Chicken and Curried Potato Porridge

Steps
- 1
Season chicken with enough spices to get a rich flavour and cook until it becomes tender. Add about 1 cup of water to it to extract enough broth for the potato porridge.
- 2
Separate the chicken from the broth once it is cooked, pull the chicken from the bones with a fork and keep aside.
- 3
Peel potatoes, rinse and cut them into medium size cubes and keep aside.
- 4
Place the chicken broth on the stove, add a little water to increase the quantity and bring to a boil.
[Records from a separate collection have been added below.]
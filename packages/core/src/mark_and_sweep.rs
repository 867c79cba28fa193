//! Reachability-based removal sets.
//!
//! A marker seeds shapes to remove. The sweep then repeatedly adds every
//! shape whose referrers are all marked, until nothing changes. A keep
//! predicate protects shapes from ever being part of the result.

use std::collections::BTreeSet;

use tracing::{debug, trace};

use crate::model::Model;
use crate::neighbor::{NeighborIndex, Relationship, RelationshipType};
use crate::shape_id::ShapeId;
use crate::types::{Shape, ShapeCategory};

/// Handed to the marker to seed the removal set.
pub struct MarkerContext<'m> {
    model: &'m Model,
    marked: BTreeSet<ShapeId>,
}

impl<'m> MarkerContext<'m> {
    pub fn model(&self) -> &'m Model {
        self.model
    }

    /// Mark a shape for removal. Ids not in the model are ignored.
    pub fn mark_shape(&mut self, id: &ShapeId) {
        if self.model.get_shape(id).is_some() {
            self.marked.insert(id.clone());
        }
    }

    pub fn is_marked(&self, id: &ShapeId) -> bool {
        self.marked.contains(id)
    }

    pub fn marked(&self) -> &BTreeSet<ShapeId> {
        &self.marked
    }
}

/// Computes removal sets for one marker and keep predicate.
pub struct MarkAndSweep<M, K> {
    marker: M,
    keep: K,
}

impl<M, K> MarkAndSweep<M, K>
where
    M: FnMut(&mut MarkerContext<'_>),
    K: Fn(&Shape) -> bool,
{
    /// `keep(shape) == true` means the shape must never be removed, even if
    /// the marker marked it.
    pub fn new(marker: M, keep: K) -> Self {
        Self { marker, keep }
    }

    /// The ids of every shape to remove from `model`.
    ///
    /// Member shapes are never swept on their own: they go with their
    /// container, and their relationships count as the container's.
    pub fn mark_and_sweep(&mut self, model: &Model) -> BTreeSet<ShapeId> {
        let mut context = MarkerContext {
            model,
            marked: BTreeSet::new(),
        };
        (self.marker)(&mut context);
        let seeded = context.marked.len();

        // Protected shapes leave the set up front so nothing they reference is
        // swept on their behalf.
        let keep = &self.keep;
        let mut marked: BTreeSet<ShapeId> = context
            .marked
            .into_iter()
            .filter(|id| model.get_shape(id).map_or(false, |shape| !keep(shape)))
            .collect();

        let neighbors = model.knowledge::<NeighborIndex>();
        let mut rounds = 0;
        loop {
            rounds += 1;
            let mut swept = Vec::new();
            for shape in model.shape_index().shapes() {
                let id = shape.id();
                if shape.is_member() || marked.contains(id) || keep(shape) {
                    continue;
                }
                let referrers = neighbors.referrers(id);
                let orphaned = !referrers.is_empty() && referrers.iter().all(|rel| from_marked(model, &marked, rel));
                if orphaned {
                    trace!(shape = %id, "only referenced by marked shapes");
                    swept.push(id.clone());
                }
            }
            if swept.is_empty() {
                break;
            }
            marked.extend(swept);
        }

        debug!(seeded, removed = marked.len(), rounds, "mark and sweep finished");
        marked
    }
}

/// Whether `rel` originates in the marked set. A structure or union's edge to
/// a member target belongs to that member, so marking the member alone is
/// enough.
fn from_marked(model: &Model, marked: &BTreeSet<ShapeId>, rel: &Relationship) -> bool {
    if marked.contains(&rel.shape) || marked.contains(&rel.shape.container_id()) {
        return true;
    }
    let RelationshipType::Member(name) = &rel.rel else {
        return false;
    };
    let removable_member = model
        .get_shape(&rel.shape)
        .is_some_and(|shape| shape.category() == ShapeCategory::Container);
    removable_member
        && rel
            .shape
            .with_member(name)
            .is_ok_and(|member| marked.contains(&member))
}

// --- tests -------------------------------------------------------------------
Bring the potatoes into the pot on the stove and cook for 5 minutes.
- 5
Season the potatoes with 1 seasoning stock cube, onions, turmeric powder, curry powder, crayfish and cook them until they becomes soft.
- 6
If the potato looks a bit watery to you, remove 3 of the potatoes and mash them into a paste and add it back to thicken the porridge or simple dissolve 2 tablespoons of plain flour and add into the porridge to thicken it perfectly.
- 7
Place a dried pan on heat, add 4 tablespoons of vegetable oil to it, stir in onions, ginger and garlic and fry for 2 minutes, add in the bell peppers, green chilli peppers, carrots and green peas into the oil and stir fry for 5 minutes on a low heat.
- 8
Season the vegetable with salt and stir to mix, add in the shredded chicken into the pan and cook with the veggies for 5 minutes more.
- 9
Cook the potato on a medium for about 3 minutes, put off heat. Serve your delicious chicken and curried potato porridge warm.